§ What is expected
Extract the complete data exactly as given.

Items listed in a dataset
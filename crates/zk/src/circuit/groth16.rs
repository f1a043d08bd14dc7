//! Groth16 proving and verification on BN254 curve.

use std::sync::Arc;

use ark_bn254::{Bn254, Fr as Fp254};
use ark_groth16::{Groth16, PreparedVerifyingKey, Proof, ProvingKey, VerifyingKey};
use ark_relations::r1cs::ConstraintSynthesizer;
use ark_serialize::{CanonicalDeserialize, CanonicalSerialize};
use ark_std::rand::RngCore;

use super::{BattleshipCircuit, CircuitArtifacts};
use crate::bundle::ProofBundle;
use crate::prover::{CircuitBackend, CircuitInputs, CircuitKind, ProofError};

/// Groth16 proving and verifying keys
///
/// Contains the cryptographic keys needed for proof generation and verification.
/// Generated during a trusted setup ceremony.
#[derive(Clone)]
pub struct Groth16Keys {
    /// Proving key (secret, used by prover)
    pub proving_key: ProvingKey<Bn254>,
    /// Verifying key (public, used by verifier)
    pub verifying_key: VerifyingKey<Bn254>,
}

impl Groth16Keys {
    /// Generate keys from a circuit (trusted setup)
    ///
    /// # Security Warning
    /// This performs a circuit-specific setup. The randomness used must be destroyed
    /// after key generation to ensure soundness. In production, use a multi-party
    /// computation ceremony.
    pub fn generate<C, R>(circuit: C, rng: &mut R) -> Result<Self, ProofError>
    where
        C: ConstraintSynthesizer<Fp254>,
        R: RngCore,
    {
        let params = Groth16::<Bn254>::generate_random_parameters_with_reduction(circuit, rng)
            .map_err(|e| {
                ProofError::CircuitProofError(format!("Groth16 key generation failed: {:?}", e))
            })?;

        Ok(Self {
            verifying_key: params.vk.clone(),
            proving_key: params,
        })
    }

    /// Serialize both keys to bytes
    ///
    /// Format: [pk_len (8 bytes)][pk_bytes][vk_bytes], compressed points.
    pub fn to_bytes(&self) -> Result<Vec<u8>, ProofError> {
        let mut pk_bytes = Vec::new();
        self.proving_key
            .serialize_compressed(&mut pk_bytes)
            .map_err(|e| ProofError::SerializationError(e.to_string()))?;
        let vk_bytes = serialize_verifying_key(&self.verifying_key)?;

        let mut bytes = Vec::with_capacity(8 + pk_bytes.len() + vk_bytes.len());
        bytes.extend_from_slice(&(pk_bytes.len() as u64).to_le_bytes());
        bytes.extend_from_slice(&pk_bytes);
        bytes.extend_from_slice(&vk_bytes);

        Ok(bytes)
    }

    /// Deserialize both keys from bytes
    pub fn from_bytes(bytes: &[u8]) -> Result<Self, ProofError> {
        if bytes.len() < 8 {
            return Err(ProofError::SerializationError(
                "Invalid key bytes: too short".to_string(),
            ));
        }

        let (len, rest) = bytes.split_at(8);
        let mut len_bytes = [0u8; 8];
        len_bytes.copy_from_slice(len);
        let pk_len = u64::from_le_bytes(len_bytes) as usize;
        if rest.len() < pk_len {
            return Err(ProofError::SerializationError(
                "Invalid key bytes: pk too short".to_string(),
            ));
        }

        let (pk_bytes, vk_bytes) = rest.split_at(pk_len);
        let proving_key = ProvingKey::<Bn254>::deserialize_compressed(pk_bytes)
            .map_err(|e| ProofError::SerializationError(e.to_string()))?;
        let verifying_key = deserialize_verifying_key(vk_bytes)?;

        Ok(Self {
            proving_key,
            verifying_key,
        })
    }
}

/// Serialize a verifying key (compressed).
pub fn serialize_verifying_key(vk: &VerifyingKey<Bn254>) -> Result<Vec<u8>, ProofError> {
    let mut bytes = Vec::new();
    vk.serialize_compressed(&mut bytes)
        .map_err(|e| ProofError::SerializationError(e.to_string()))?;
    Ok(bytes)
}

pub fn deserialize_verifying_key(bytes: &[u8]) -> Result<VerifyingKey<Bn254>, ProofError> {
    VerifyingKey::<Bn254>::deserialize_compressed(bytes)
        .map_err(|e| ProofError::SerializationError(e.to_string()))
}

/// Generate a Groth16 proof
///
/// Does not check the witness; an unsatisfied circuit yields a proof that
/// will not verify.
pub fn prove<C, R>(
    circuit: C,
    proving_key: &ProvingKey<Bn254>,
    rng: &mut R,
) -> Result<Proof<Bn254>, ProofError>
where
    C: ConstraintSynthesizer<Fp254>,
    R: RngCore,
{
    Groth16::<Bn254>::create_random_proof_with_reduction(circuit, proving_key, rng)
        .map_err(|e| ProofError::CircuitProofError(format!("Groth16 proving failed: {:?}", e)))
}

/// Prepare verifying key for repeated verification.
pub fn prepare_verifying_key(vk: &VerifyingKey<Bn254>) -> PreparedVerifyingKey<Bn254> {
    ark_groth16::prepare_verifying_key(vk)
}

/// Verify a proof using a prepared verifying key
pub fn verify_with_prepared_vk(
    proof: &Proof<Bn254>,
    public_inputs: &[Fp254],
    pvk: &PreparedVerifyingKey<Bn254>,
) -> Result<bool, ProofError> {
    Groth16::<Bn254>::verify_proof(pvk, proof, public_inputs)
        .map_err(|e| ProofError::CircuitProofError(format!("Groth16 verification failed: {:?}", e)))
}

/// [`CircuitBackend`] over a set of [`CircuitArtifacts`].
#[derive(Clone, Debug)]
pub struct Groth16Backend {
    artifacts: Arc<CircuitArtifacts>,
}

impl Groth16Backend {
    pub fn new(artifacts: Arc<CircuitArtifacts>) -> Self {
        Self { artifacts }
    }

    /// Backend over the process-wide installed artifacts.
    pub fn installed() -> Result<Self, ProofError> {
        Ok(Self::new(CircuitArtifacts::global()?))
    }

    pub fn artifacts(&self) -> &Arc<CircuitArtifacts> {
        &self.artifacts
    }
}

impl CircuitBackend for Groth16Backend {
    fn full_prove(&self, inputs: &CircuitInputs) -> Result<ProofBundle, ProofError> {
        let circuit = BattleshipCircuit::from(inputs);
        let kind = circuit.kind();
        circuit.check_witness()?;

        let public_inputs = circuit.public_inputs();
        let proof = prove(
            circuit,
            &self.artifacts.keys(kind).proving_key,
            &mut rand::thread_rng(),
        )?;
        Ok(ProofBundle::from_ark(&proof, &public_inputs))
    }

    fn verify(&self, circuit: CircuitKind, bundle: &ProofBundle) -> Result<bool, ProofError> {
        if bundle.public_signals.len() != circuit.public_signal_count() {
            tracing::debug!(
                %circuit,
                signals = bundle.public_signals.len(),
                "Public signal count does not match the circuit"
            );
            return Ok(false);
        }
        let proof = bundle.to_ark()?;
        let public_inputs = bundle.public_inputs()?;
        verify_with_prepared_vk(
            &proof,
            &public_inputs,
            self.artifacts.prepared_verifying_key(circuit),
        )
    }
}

§ Result of the task
filename crates/zk/src/circuit/groth16.rs
repository f1a043d08bd14dc7
//! Groth16 proving and verification on BN254 curve.

use std::sync::Arc;

use ark_bn254::{Bn254, Fr as Fp254};
use ark_groth16::{Groth16, PreparedVerifyingKey, Proof, ProvingKey, VerifyingKey};
use ark_relations::r1cs::ConstraintSynthesizer;
use ark_serialize::{CanonicalDeserialize, CanonicalSerialize};
use ark_std::rand::RngCore;

use super::{BattleshipCircuit, CircuitArtifacts};
use crate::bundle::ProofBundle;
use crate::prover::{CircuitBackend, CircuitInputs, CircuitKind, ProofError};

/// Groth16 proving and verifying keys
///
/// Contains the cryptographic keys needed for proof generation and verification.
/// Generated during a trusted setup ceremony.
#[derive(Clone)]
pub struct Groth16Keys {
    /// Proving key (secret, used by prover)
    pub proving_key: ProvingKey<Bn254>,
    /// Verifying key (public, used by verifier)
    pub verifying_key: VerifyingKey<Bn254>,
}

impl Groth16Keys {
    /// Generate keys from a circuit (trusted setup)
    ///
    /// # Security Warning
    /// This performs a circuit-specific setup. The randomness used must be destroyed
    /// after key generation to ensure soundness. In production, use a multi-party
    /// computation ceremony.
    pub fn generate<C, R>(circuit: C, rng: &mut R) -> Result<Self, ProofError>
    where
        C: ConstraintSynthesizer<Fp254>,
        R: RngCore,
    {
        let params = Groth16::<Bn254>::generate_random_parameters_with_reduction(circuit, rng)
            .map_err(|e| {
                ProofError::CircuitProofError(format!("Groth16 key generation failed: {:?}", e))
            })?;

        Ok(Self {
            verifying_key: params.vk.clone(),
            proving_key: params,
        })
    }

    /// Serialize both keys to bytes
    ///
    /// Format: [pk_len (8 bytes)][pk_bytes][vk_bytes], compressed points.
    pub fn to_bytes(&self) -> Result<Vec<u8>, ProofError> {
        let mut pk_bytes = Vec::new();
        self.proving_key
            .serialize_compressed(&mut pk_bytes)
            .map_err(|e| ProofError::SerializationError(e.to_string()))?;
        let vk_bytes = serialize_verifying_key(&self.verifying_key)?;

        let mut bytes = Vec::with_capacity(8 + pk_bytes.len() + vk_bytes.len());
        bytes.extend_from_slice(&(pk_bytes.len() as u64).to_le_bytes());
        bytes.extend_from_slice(&pk_bytes);
        bytes.extend_from_slice(&vk_bytes);

        Ok(bytes)
    }

    /// Deserialize both keys from bytes
    pub fn from_bytes(bytes: &[u8]) -> Result<Self, ProofError> {
        if bytes.len() < 8 {
            return Err(ProofError::SerializationError(
                "Invalid key bytes: too short".to_string(),
            ));
        }

        let (len, rest) = bytes.split_at(8);
        let mut len_bytes = [0u8; 8];
        len_bytes.copy_from_slice(len);
        let pk_len = u64::from_le_bytes(len_bytes) as usize;
        if rest.len() < pk_len {
            return Err(ProofError::SerializationError(
                "Invalid key bytes: pk too short".to_string(),
            ));
        }

        let (pk_bytes, vk_bytes) = rest.split_at(pk_len);
        let proving_key = ProvingKey::<Bn254>::deserialize_compressed(pk_bytes)
            .map_err(|e| ProofError::SerializationError(e.to_string()))?;
        let verifying_key = deserialize_verifying_key(vk_bytes)?;

        Ok(Self {
            proving_key,
            verifying_key,
        })
    }
}

/// Serialize a verifying key (compressed).
pub fn serialize_verifying_key(vk: &VerifyingKey<Bn254>) -> Result<Vec<u8>, ProofError> {
    let mut bytes = Vec::new();
    vk.serialize_compressed(&mut bytes)
        .map_err(|e| ProofError::SerializationError(e.to_string()))?;
    Ok(bytes)
}

pub fn deserialize_verifying_key(bytes: &[u8]) -> Result<VerifyingKey<Bn254>, ProofError> {
    VerifyingKey::<Bn254>::deserialize_compressed(bytes)
        .map_err(|e| ProofError::SerializationError(e.to_string()))
}

/// Generate a Groth16 proof
///
/// Does not check the witness; an unsatisfied circuit yields a proof that
/// will not verify.
pub fn prove<C, R>(
    circuit: C,
    proving_key: &ProvingKey<Bn254>,
    rng: &mut R,
) -> Result<Proof<Bn254>, ProofError>
where
    C: ConstraintSynthesizer<Fp254>,
    R: RngCore,
{
    Groth16::<Bn254>::create_random_proof_with_reduction(circuit, proving_key, rng)
        .map_err(|e| ProofError::CircuitProofError(format!("Groth16 proving failed: {:?}", e)))
}

/// Prepare verifying key for repeated verification.
pub fn prepare_verifying_key(vk: &VerifyingKey<Bn254>) -> PreparedVerifyingKey<Bn254> {
    ark_groth16::prepare_verifying_key(vk)
}

/// Verify a proof using a prepared verifying key
pub fn verify_with_prepared_vk(
    proof: &Proof<Bn254>,
    public_inputs: &[Fp254],
    pvk: &PreparedVerifyingKey<Bn254>,
) -> Result<bool, ProofError> {
    Groth16::<Bn254>::verify_proof(pvk, proof, public_inputs)
        .map_err(|e| ProofError::CircuitProofError(format!("Groth16 verification failed: {:?}", e)))
}

/// [`CircuitBackend`] over a set of [`CircuitArtifacts`].
#[derive(Clone, Debug)]
pub struct Groth16Backend {
    artifacts: Arc<CircuitArtifacts>,
}

impl Groth16Backend {
    pub fn new(artifacts: Arc<CircuitArtifacts>) -> Self {
        Self { artifacts }
    }

    /// Backend over the process-wide installed artifacts.
    pub fn installed() -> Result<Self, ProofError> {
        Ok(Self::new(CircuitArtifacts::global()?))
    }

    pub fn artifacts(&self) -> &Arc<CircuitArtifacts> {
        &self.artifacts
    }
}

impl CircuitBackend for Groth16Backend {
    fn full_prove(&self, inputs: &CircuitInputs) -> Result<ProofBundle, ProofError> {
        let circuit = BattleshipCircuit::from(inputs);
        let kind = circuit.kind();
        circuit.check_witness()?;

        let public_inputs = circuit.public_inputs();
        let proof = prove(
            circuit,
            &self.artifacts.keys(kind).proving_key,
            &mut rand::thread_rng(),
        )?;
        Ok(ProofBundle::from_ark(&proof, &public_inputs))
    }

    fn verify(&self, circuit: CircuitKind, bundle: &ProofBundle) -> Result<bool, ProofError> {
        if bundle.public_signals.len() != circuit.public_signal_count() {
            tracing::debug!(
                %circuit,
                signals = bundle.public_signals.len(),
                "Public signal count does not match the circuit"
            );
            return Ok(false);
        }
        let proof = bundle.to_ark()?;
        let public_inputs = bundle.public_inputs()?;
        verify_with_prepared_vk(
            &proof,
            &public_inputs,
            self.artifacts.prepared_verifying_key(circuit),
        )
    }
}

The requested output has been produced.